BALTIMORE, Md. – Maryland Attorney General Anthony G. Brown and Secretary of State Susan C. Lee announced the permanent closure of two deceptive nonprofits, Maryland Youth Club of America, Inc. and Virginia Youth Club of America, Inc., along with a permanent ban on their founder, Jule Huston, and other officers and directors from operating charities or soliciting charitable contributions in Maryland. The action stems from a joint multistate investigation revealing that the organizations used school-age children to sell candy door-to-door under false pretenses while diverting funds for personal use.
The settlements, finalized in Maryland, Virginia, and the District of Columbia, conclude allegations that Maryland Youth Club and Virginia Youth Club misrepresented their operations to donors and participants. The groups claimed proceeds from candy sales would fund scholarships, trips, enrichment activities, and other support for at-risk youth. Instead, investigators found that the adults behind the organizations misused the money, with significant portions unaccounted for or directed to personal expenses.
Maryland Youth Club, incorporated and tax-exempt in Maryland, and Virginia Youth Club, incorporated in Virginia, were both registered to solicit charitable contributions in Maryland. Jule Huston, a New York resident, served as president of both entities. The organizations recruited middle-school and high-school students, transported them to neighborhoods in Maryland, Virginia, and the District of Columbia, and instructed them to tell buyers that purchases supported youth programs aimed at rescuing teens from difficult circumstances.
A joint probe by the Maryland Attorney General’s Office, the Maryland Secretary of State, the Virginia Attorney General, and the District of Columbia Attorney General uncovered evidence of multiple violations. The organizations collected more than $857,000 in gross sales by promising child sellers part-time jobs, weekly cash payments, free trips, activities, and prizes. However, authorities determined that children were not consistently paid, nor did they receive the promised benefits in many cases.
Investigators alleged that the groups misled the public by claiming candy purchases aided at-risk youth when funds supported private interests. Between 2022 and 2023, Huston transferred more than $23,000 from Maryland Youth Club’s bank account to his personal CashApp account, to his mother, to a New York corporation he established, and to an officer of Virginia Youth Club. Maryland Youth Club also recorded substantial expenses in New York, including purchases at gas stations, Petco, AutoZone, Walmart, and other retailers. A large share of the collected funds remains unaccounted for.
The investigation further determined that Huston intentionally destroyed financial records for Maryland Youth Club covering 2020 through 2023.

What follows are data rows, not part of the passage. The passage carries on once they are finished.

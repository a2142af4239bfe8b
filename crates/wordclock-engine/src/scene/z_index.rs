/// Z-ordering key for draw items.
///
/// Higher values appear on top of lower values.
#[derive(Debug, Copy, Clone, Eq, PartialEq, Ord, PartialOrd, Hash, Default)]
pub struct ZIndex(pub i32);

impl ZIndex {
    /// Dial rings and discs.
    pub const BACKDROP: ZIndex = ZIndex(0);
    /// Phrase and caption text.
    pub const LABEL: ZIndex = ZIndex(10);

    #[inline]
    pub const fn new(v: i32) -> Self {
        Self(v)
    }
}
pub(crate) mod circle;
pub(crate) mod text;

use crate::paint::Color;

/// Stroke drawn along the outer edge of a shape.
#[derive(Debug, Copy, Clone, PartialEq)]
pub struct Border {
    pub width: f32,
    pub color: Color,
}

impl Border {
    #[inline]
    pub fn new(width: f32, color: Color) -> Self {
        Self { width, color }
    }
}
//! Time subsystem.
//!
//! - `Ticker`: fixed-interval schedule the runtime sleeps on (one per runtime)
//! - `FrameClock`: per-window frame timing, `tick()` once per presented frame

mod frame_clock;
mod ticker;

pub use frame_clock::{FrameClock, FrameTime};
pub use ticker::{Tick, Ticker};
use winit::dpi::PhysicalSize;

use super::SurfaceErrorAction;

pub(crate) fn choose_surface_format(
    caps: &wgpu::SurfaceCapabilities,
    prefer_srgb: bool,
) -> Option<wgpu::TextureFormat> {
    let first = *caps.formats.first()?;

    if prefer_srgb {
        if let Some(f) = caps.formats.iter().copied().find(|f| f.is_srgb()) {
            return Some(f);
        }
    }

    Some(first)
}

pub(crate) fn choose_alpha_mode(
    caps: &wgpu::SurfaceCapabilities,
    requested: Option<wgpu::CompositeAlphaMode>,
) -> wgpu::CompositeAlphaMode {
    requested
        .filter(|m| caps.alpha_modes.contains(m))
        .or_else(|| caps.alpha_modes.first().copied())
        .unwrap_or(wgpu::CompositeAlphaMode::Auto)
}

/// Records the new size and reconfigures unless it is zero-area
/// (minimized windows); wgpu rejects 0x0 surfaces.
pub(crate) fn apply_resize(
    surface: &wgpu::Surface,
    device: &wgpu::Device,
    config: &mut wgpu::SurfaceConfiguration,
    size: &mut PhysicalSize<u32>,
    new_size: PhysicalSize<u32>,
) {
    *size = new_size;
    if new_size.width == 0 || new_size.height == 0 {
        return;
    }

    config.width = new_size.width;
    config.height = new_size.height;
    surface.configure(device, config);
}

pub(crate) fn classify_surface_error(err: &wgpu::SurfaceError) -> SurfaceErrorAction {
    match err {
        wgpu::SurfaceError::Lost | wgpu::SurfaceError::Outdated => SurfaceErrorAction::Reconfigured,
        wgpu::SurfaceError::OutOfMemory => SurfaceErrorAction::Fatal,
        wgpu::SurfaceError::Timeout | wgpu::SurfaceError::Other => SurfaceErrorAction::SkipFrame,
    }
}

The settlement requires Maryland Youth Club and Virginia Youth Club to dissolve permanently. The organizations ceased operations during the probe, and Huston must complete formal dissolution in Maryland and Virginia, providing documentation to Maryland authorities. Huston and other directors and officers face a permanent ban in Maryland from soliciting charitable contributions, operating nonprofits, serving in roles involving charitable funds, or acting as consultants or advisors to such organizations. Huston faces equivalent restrictions in Virginia and the District of Columbia from prior settlements.
The parties must pay $5,000, which will be redirected to nonprofits serving at-risk youth in the region.
This case follows a related enforcement action against DMV Futures, Inc., a Maryland organization that received a cease-and-desist order from Secretary Lee in May of the previous year. DMV Futures lost its appeal in October 2025 and is permanently barred from soliciting charitable contributions in Maryland. Authorities noted operational similarities among the groups.
Attorney General Brown stated, “These adults exploited children twice—first by sending them door-to-door as salespeople, then by misusing the money donors thought would help at-risk youth. We’ve shut down these sham operations and banned the people behind them from ever running a charity in Maryland again.”
Secretary Lee added, “Our office strongly opposes deceptive charitable practices and will take decisive action to ensure the integrity and health of the nonprofit sector and to protect generous Marylanders. We are committed to keeping bad actors out of the nonprofit world and upholding Maryland’s charity laws.”
The enforcement underscores ongoing efforts by Maryland officials to safeguard charitable giving and prevent exploitation in youth-focused solicitations. The settlement agreement resolves violations of the Maryland Solicitations Act.
This development affects charitable operations across the DMV region, where similar candy-sale schemes have drawn scrutiny. No further details on additional penalties or restitution beyond the $5,000 payment were specified.